Evaluating dissolved organic carbon–water partitioning using polyparameter linear free energy relationships: Implications for the fate of disinfection by-products

Abstract

The partitioning of micropollutants to dissolved organic carbon (DOC) can influence their toxicity, degradation, and transport in aquatic systems. In this study carbon-normalized DOC–water partition coefficients (KDOC–w) were measured for a range of non-polar and polar compounds with Suwannee River fulvic acid (FA) using headspace and solid-phase microextraction (SPME) methods. The studied chemicals were selected to represent a range of properties including van der Waal forces, cavity formation and hydrogen bonding interactions. The KDOC–w values were used to calibrate a polyparameter linear free energy relationship (pp-LFER). The difference between experimental and pp-LFER calculated KDOC–w values was generally less than 0.3 log units, indicating that the calibrated pp-LFER could provide a good indication of micropollutant interaction with FA, though statistical analysis suggested that more data would improve the predictive capacity of the model. A pp-LFER was also calibrated for Aldrich humic acid (HA) using KDOC–w values collected from the literature.

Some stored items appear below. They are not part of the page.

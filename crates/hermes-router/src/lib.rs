//! # Hermes Router
//!
//! Route paths and route matching for Hermes drivers.
//!
//! Routes come in two flavours:
//!
//! - **Literal** express-style paths: `/questions/:id`, `/files/*path`
//! - **Pattern** routes compiled from a regex source plus flags
//!
//! [`RoutePath::join`] builds the full route of an action from its
//! controller's route and its own route, splicing literals into patterns
//! without losing the pattern flags. [`Router`] matches request paths
//! against registered routes: literal routes through a radix tree, pattern
//! routes in registration order.
//!
//! # Example
//!
//! ```rust
//! use hermes_router::{RouteId, RoutePath, Router};
//! use http::Method;
//!
//! let controller = RoutePath::literal("/questions");
//! let action = RoutePath::literal("/:id");
//! let full = RoutePath::join(Some(&controller), Some(&action)).unwrap();
//! assert_eq!(full.to_string(), "/questions/:id");
//!
//! let mut router = Router::new();
//! router.insert(&full, Some(&Method::GET), RouteId(0)).unwrap();
//!
//! let found = router.match_route(&Method::GET, "/questions/1").unwrap();
//! assert_eq!(found.params.get("id"), Some("1"));
//! ```

#![doc(html_root_url = "https://docs.rs/hermes-router/0.1.0")]
#![warn(missing_docs)]
#![forbid(unsafe_code)]

mod method_router;
mod node;
mod params;
mod route;
mod router;

pub use method_router::MethodRouter;
pub use node::{Node, SegmentKind};
pub use params::Params;
pub use route::{RouteError, RoutePath, RoutePattern};
pub use router::Router;

/// Identifier of a registered route, assigned in registration order.
#[derive(Debug, Clone, Copy, PartialEq, Eq, PartialOrd, Ord, Hash)]
pub struct RouteId(pub usize);

/// A matched route with its captured params.
#[derive(Debug, Clone, PartialEq, Eq)]
pub struct RouteMatch {
    /// The route that answered.
    pub route: RouteId,
    /// Captured path params.
    pub params: Params,
}

impl RouteMatch {
    /// Creates a route match.
    #[must_use]
    pub fn new(route: RouteId, params: Params) -> Self {
        Self { route, params }
    }
}
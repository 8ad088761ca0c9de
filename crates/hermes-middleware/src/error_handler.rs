//! The default error handler.

use hermes_core::{Action, ActionFailure, BoxFuture};

use crate::middleware::ErrorMiddleware;

/// Writes the formatted error body prepared by the driver.
///
/// Registered after any custom error handler, so it only responds when none
/// of them did.
#[derive(Debug, Clone, Copy, Default)]
pub struct DefaultErrorHandler;

impl ErrorMiddleware for DefaultErrorHandler {
    fn name(&self) -> &str {
        "DefaultErrorHandler"
    }

    fn handle<'a>(&'a self, failure: &'a ActionFailure, action: &'a mut Action) -> BoxFuture<'a, ()> {
        Box::pin(async move {
            if action.response.is_sent() {
                return;
            }
            if failure.status().is_server_error() {
                tracing::error!(
                    error = %failure.error(),
                    status = failure.status().as_u16(),
                    path = action.request.path(),
                    "request failed"
                );
            } else {
                tracing::debug!(
                    error = %failure.error(),
                    status = failure.status().as_u16(),
                    "request rejected"
                );
            }
            action.response.send(failure.status(), failure.body().clone());
        })
    }
}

Both experimental and pp-LFER calculated KDOC–w values for Aldrich HA were around one order of magnitude greater than Suwannee River FA. This difference can be explained by the higher cavity formation energy in Suwannee River FA. Experimental and pp-LFER calculated KDOC–w values were compared for halogenated alkanes and alkenes, including trihalomethane disinfection by-products, with good agreement between the two approaches. Experimental and calculated values show that DOC–water partitioning is generally low; indicating that sorption to DOC is not an important fate process for these chemicals in the environment.